Mediation and Arbitration of Premises Liability Cases
MDRS has handled a wide array of premises liability cases, that is, accidents that occur on the property of another.  The property involved could be a personal residence, a commercial property or public property.  These accidents account for a significant number of personal injury claims and are particularly well suited to resolution by way of mediation or arbitration.  Generally speaking, liability is based upon the requirement that business owners and homeowners have the responsibility under Massachusetts law to maintain their premises in a safe condition for all persons who might reasonably be expected to enter onto the premises.
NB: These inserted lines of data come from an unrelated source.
// SPDX-License-Identifier: PMPL-1.0-or-later
// Copyright (c) 2026 Jonathan D.A. Jewell (hyperpolymath) <jonathan.jewell@open.ac.uk>
//
// Daemon services: where the data lives and how the configuration is read.

pub mod config_file;
pub mod data_dir;
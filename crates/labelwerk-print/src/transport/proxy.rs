// SPDX-License-Identifier: PMPL-1.0-or-later
// Copyright (c) 2026 Jonathan D.A. Jewell (hyperpolymath) <jonathan.jewell@open.ac.uk>
//
// Proxy transport: the printer is owned by a home-automation hub and is
// reached through its HTTP API, addressed by device id.
//
//   send  -> POST {endpoint}/api/services/zebra_printer/print_raw
//            {"device_id": ..., "data": <payload as Latin-1 text>}
//   probe -> GET  {endpoint}/api/states/binary_sensor.{device_id}_ready

use std::time::Duration;

use serde::Serialize;
use tracing::debug;

use labelwerk_core::error::TransportError;

#[derive(Serialize)]
struct PrintRawRequest<'a> {
    device_id: &'a str,
    data: String,
}

#[derive(Debug)]
pub struct ProxyTransport {
    device_id: String,
    endpoint: String,
    token: Option<String>,
    client: Option<reqwest::Client>,
}

impl ProxyTransport {
    pub fn new(device_id: &str, endpoint: &str, token: Option<String>) -> Self {
        Self {
            device_id: device_id.to_string(),
            endpoint: endpoint.trim_end_matches('/').to_string(),
            token,
            client: None,
        }
    }

    pub fn print_url(&self) -> String {
        format!("{}/api/services/zebra_printer/print_raw", self.endpoint)
    }

    pub fn state_url(&self) -> String {
        format!(
            "{}/api/states/binary_sensor.{}_ready",
            self.endpoint, self.device_id
        )
    }

    /// Build the HTTP client. No request is made until a send or probe.
    pub async fn open(&mut self, timeout: Duration) -> Result<(), TransportError> {
        if self.client.is_some() {
            return Ok(());
        }
        // The hub sits on the local network and is addressed directly,
        // never through an environment proxy.
        let client = reqwest::Client::builder()
            .connect_timeout(timeout)
            .no_proxy()
            .build()
            .map_err(|e| TransportError::ConnectFailed(format!("proxy client: {e}")))?;
        self.client = Some(client);
        Ok(())
    }

    pub fn close(&mut self) {
        self.client = None;
    }

    pub fn is_open(&self) -> bool {
        self.client.is_some()
    }

    /// Forward a payload to the hub, which writes it to the printer.
    pub async fn send_raw(&mut self, payload: &[u8], timeout: Duration) -> Result<(), TransportError> {
        let client = self.client()?;
        let body = PrintRawRequest {
            device_id: &self.device_id,
            data: latin1(payload),
        };

        let mut request = client.post(self.print_url()).json(&body).timeout(timeout);
        if let Some(token) = &self.token {
            request = request.bearer_auth(token);
        }

        let response = request.send().await.map_err(|e| map_http_error(&self.endpoint, e))?;
        let status = response.status();
        if !status.is_success() {
            return Err(TransportError::ChannelClosed(format!(
                "proxy print for {} returned {status}",
                self.device_id
            )));
        }
        debug!(device_id = %self.device_id, bytes = payload.len(), "proxy print accepted");
        Ok(())
    }

    /// Fetch the readiness sensor document, truncated to `max` bytes.
    pub async fn fetch_state(&mut self, max: usize, timeout: Duration) -> Result<Vec<u8>, TransportError> {
        let client = self.client()?;

        let mut request = client.get(self.state_url()).timeout(timeout);
        if let Some(token) = &self.token {
            request = request.bearer_auth(token);
        }

        let response = request.send().await.map_err(|e| map_http_error(&self.endpoint, e))?;
        let status = response.status();
        if !status.is_success() {
            return Err(TransportError::ChannelClosed(format!(
                "proxy state for {} returned {status}",
                self.device_id
            )));
        }

        let mut body = response
            .bytes()
            .await
            .map_err(|e| map_http_error(&self.endpoint, e))?
            .to_vec();
        body.truncate(max);
        Ok(body)
    }

    fn client(&self) -> Result<reqwest::Client, TransportError> {
        self.client
            .clone()
            .ok_or_else(|| TransportError::ChannelClosed(format!("proxy {} is not connected", self.endpoint)))
    }
}

/// Printer payloads are byte strings; the hub takes them as text with one
/// char per byte.
fn latin1(bytes: &[u8]) -> String {
    bytes.iter().map(|&b| char::from(b)).collect()
}

fn map_http_error(endpoint: &str, e: reqwest::Error) -> TransportError {
    if e.is_timeout() {
        TransportError::Timeout(format!("proxy {endpoint}: {e}"))
    } else if e.is_connect() {
        TransportError::ConnectFailed(format!("proxy {endpoint}: {e}"))
    } else {
        TransportError::ChannelClosed(format!("proxy {endpoint}: {e}"))
    }
}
Types of Premises Liability Cases MDRS Has Resolved:
The range of premises liability cases has significantly expanded with the promulgation of updated Building, Housing and Sanitary Codes, other statutory regulations, developments in the area of warranty and strict liability, increased potential for violation of MGL c.93A, and recent and ongoing changes in case law, such as in snow and ice cases.  A case that illustrates such changing dynamics in premises liability matters is Papadopoulos v. Target Corp., 457 Mass. 368 (2010) in which the SJC overturned the old rule which distinguished liability based upon natural and unnatural accumulations of snow and ice and decided that the same obligation that a property owner owes to lawful visitors as to all other hazards will apply to hazards arising from snow and ice. That is a duty to “act as a reasonable person under all of the circumstances including the likelihood of injury to others, the probable seriousness of such injuries, and the burden of reducing or avoiding the risk.”  Another example of a changes in Massachusetts in premises case law is Sheehan v. Roche Brothers Supermarkets, Inc., 448 Mass.780 (2007) which somewhat lightened plaintiff’s burden of proof in regard to self-service retailers in slip and fall cases.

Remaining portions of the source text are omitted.